1. Soft Tissue Lesions
Ganglion cysts represent >50% of hand masses:
Usually connected to joint by stalk; fluid shifts associated with size fluctuation
Most common in dorsal wrist (~65%).
Often self-resolving; open or arthroscopic excision is an option for persistent, symptomatic cysts.
Epidermal inclusion cysts form after subdermal deposition of an epithelial cell, typically in the setting of trauma:
Slow-growing, but may erode bone locally.
Surgical excision is recommended
Lipomas may be safely observed or excised, according to size and symptoms:
Well-encapsulated, facilitating excision (► Fig. 23.1).
Atypical lipomatous tumors rarely undergo malignant transformation to liposarcoma.
Peripheral nerve sheath tumors include schwannomas and neurofibromas:
Neurofibromas associated with neurofibromatosis have a higher risk of malignant transformation.
If symptoms warrant excision, sacrifice of a nerve may be necessary particularly for neurofibromas—nerve grafting is an option in these cases. Schwannomas may be more easily shelled out from the associated nerve, preserving function.
Vascular malformations, depending on symptom severity, may be treated with compression garments, sclerotherapy, embolization, or surgical excision in coordination with interventional radiology.
Tenosynovial giant cell tumor, histologically identical to pigmented villonodular synovitis (PVNS), typically occurs on the palmar hand, but can be found throughout the hand and wrist.

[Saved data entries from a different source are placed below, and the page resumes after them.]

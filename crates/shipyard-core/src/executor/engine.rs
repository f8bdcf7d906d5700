//! Executor backed by a docker/podman compatible command-line engine.
//!
//! One long-lived container is started per run from the base image with a
//! `sleep` entrypoint. Trees and files are staged with `cp`, every exec runs
//! through `exec`, and the requested export path is copied back out before
//! the container is removed. Trees pass through a host directory on the way
//! in and out; `cp` keeps symlinks and permission bits in both directions.
//!
//! Secret environment values are handed to the engine CLI through its own
//! process environment (`-e NAME` without a value), so they never appear in
//! an argument list.

use std::path::{Path, PathBuf};
use std::process::{Command, Output, Stdio};

use tempfile::TempDir;
use uuid::Uuid;

use crate::container::{command_line, Container, Directive};
use crate::error::{Result, ShipyardError};
use crate::executor::{Executor, RunOutput};
use crate::secret::Secret;
use crate::tree::SourceTree;

const KEEPALIVE_SECONDS: &str = "86400";

#[derive(Debug, Clone)]
pub struct EngineExecutor {
    program: PathBuf,
}

enum EnvValue {
    Plain(String),
    Secret(Secret),
}

impl EngineExecutor {
    /// Locate `engine` (e.g. `docker`, `podman`) on PATH.
    pub fn new(engine: &str) -> Result<Self> {
        let program =
            which::which(engine).map_err(|_| ShipyardError::EngineNotFound(engine.to_string()))?;
        Ok(Self { program })
    }

    pub fn program(&self) -> &Path {
        &self.program
    }

    /// Run an engine subcommand, failing with the engine's stderr.
    fn engine(&self, args: &[&str]) -> Result<Output> {
        let output = Command::new(&self.program)
            .args(args)
            .stdin(Stdio::null())
            .output()
            .map_err(|e| ShipyardError::Engine(format!("failed to spawn engine: {e}")))?;
        if !output.status.success() {
            let stderr = String::from_utf8_lossy(&output.stderr);
            return Err(ShipyardError::Engine(format!(
                "`{} {}` failed: {}",
                self.program.display(),
                args.join(" "),
                stderr.trim()
            )));
        }
        Ok(output)
    }

    fn copy_in(&self, id: &str, host: &Path, target: &str) -> Result<()> {
        self.engine(&["exec", id, "mkdir", "-p", target])?;
        let src = format!("{}/.", host.display());
        self.engine(&["cp", &src, &format!("{id}:{target}")])?;
        Ok(())
    }

    fn copy_file_in(&self, id: &str, host: &Path, target: &str) -> Result<()> {
        if let Some(parent) = Path::new(target).parent() {
            let parent = parent.to_string_lossy().into_owned();
            self.engine(&["exec", id, "mkdir", "-p", &parent])?;
        }
        let src = host.display().to_string();
        self.engine(&["cp", &src, &format!("{id}:{target}")])?;
        Ok(())
    }

    fn exec(
        &self,
        id: &str,
        workdir: &str,
        env: &[(String, EnvValue)],
        args: &[String],
    ) -> Result<Output> {
        let mut cmd = Command::new(&self.program);
        cmd.arg("exec").arg("-w").arg(workdir);
        for (name, value) in env {
            match value {
                EnvValue::Plain(v) => {
                    cmd.arg("-e").arg(format!("{name}={v}"));
                }
                EnvValue::Secret(secret) => {
                    cmd.arg("-e").arg(name);
                    cmd.env(name, secret.plaintext()?);
                }
            }
        }
        cmd.arg(id).args(args);
        cmd.stdin(Stdio::null());

        tracing::info!(workdir, command = %command_line(args), "exec");
        cmd.output()
            .map_err(|e| ShipyardError::Engine(format!("failed to spawn engine: {e}")))
    }
}

/// Removes the container when the run ends, successfully or not.
struct ContainerGuard<'a> {
    engine: &'a EngineExecutor,
    id: String,
}

impl Drop for ContainerGuard<'_> {
    fn drop(&mut self) {
        if let Err(e) = self.engine.engine(&["rm", "-f", &self.id]) {
            tracing::warn!(container = %self.id, "failed to remove container: {e}");
        }
    }
}

impl Executor for EngineExecutor {
    fn run(&self, container: &Container, export: Option<&str>) -> Result<RunOutput> {
        let id = format!("shipyard-{}", Uuid::new_v4().simple());
        tracing::info!(image = container.image(), container = %id, "starting container");
        self.engine(&[
            "run",
            "-d",
            "--name",
            &id,
            "--entrypoint",
            "sleep",
            container.image(),
            KEEPALIVE_SECONDS,
        ])?;
        let guard = ContainerGuard {
            engine: self,
            id: id.clone(),
        };

        let staging = TempDir::new()?;
        let mut env: Vec<(String, EnvValue)> = Vec::new();
        let mut workdir = "/".to_string();
        let mut output = RunOutput::default();

        for (index, directive) in container.directives().iter().enumerate() {
            tracing::debug!(directive = %directive.describe(), "apply");
            let scratch = staging.path().join(index.to_string());
            match directive {
                Directive::Directory { path, tree } => {
                    tree.materialize(&scratch)?;
                    self.copy_in(&id, &scratch, path)?;
                }
                Directive::File { path, contents } => {
                    std::fs::write(&scratch, contents)?;
                    self.copy_file_in(&id, &scratch, path)?;
                }
                Directive::SecretFile { path, secret } => {
                    std::fs::write(&scratch, secret.plaintext()?)?;
                    let copied = self.copy_file_in(&id, &scratch, path);
                    std::fs::remove_file(&scratch)?;
                    copied?;
                }
                Directive::Env { name, value } => {
                    env.retain(|(n, _)| n != name);
                    env.push((name.clone(), EnvValue::Plain(value.clone())));
                }
                Directive::SecretEnv { name, secret } => {
                    env.retain(|(n, _)| n != name);
                    env.push((name.clone(), EnvValue::Secret(secret.clone())));
                }
                Directive::Workdir(path) => {
                    self.engine(&["exec", &id, "mkdir", "-p", path])?;
                    workdir = path.clone();
                }
                Directive::Exec(args) => {
                    let out = self.exec(&id, &workdir, &env, args)?;
                    let stderr = String::from_utf8_lossy(&out.stderr).into_owned();
                    if !out.status.success() {
                        return Err(ShipyardError::CommandFailed {
                            command: command_line(args),
                            exit_code: out.status.code().unwrap_or(-1),
                            stderr,
                        });
                    }
                    output.stdout = String::from_utf8_lossy(&out.stdout).into_owned();
                    output.stderr = stderr;
                }
            }
        }

        if let Some(path) = export {
            let dest = staging.path().join("export");
            std::fs::create_dir_all(&dest)?;
            self.engine(&["cp", &format!("{id}:{path}/."), &dest.display().to_string()])?;
            output.tree = Some(SourceTree::from_dir(&dest, &[])?);
        }

        drop(guard);
        Ok(output)
    }
}

// ---------------------------------------------------------------------------
// Tests
// ---------------------------------------------------------------------------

Often locally aggressive, warranting excision.
Reported recurrence rates as high as approximately 50 to 60%.
Glomus tumors occur in the subungual region:
Arise from the glomus body, a vascular temperature regulator—frequently cause cold hypersensitivity.
Surgical excision via nail bed is recommended
Periosteal chondromas are rare extramedullary cartilaginous tumors:
Typically juxtacortical, may cause scalloping of underlying bone.
Recommend resection of adjacent cortex with mass to reduce risk of local recurrence.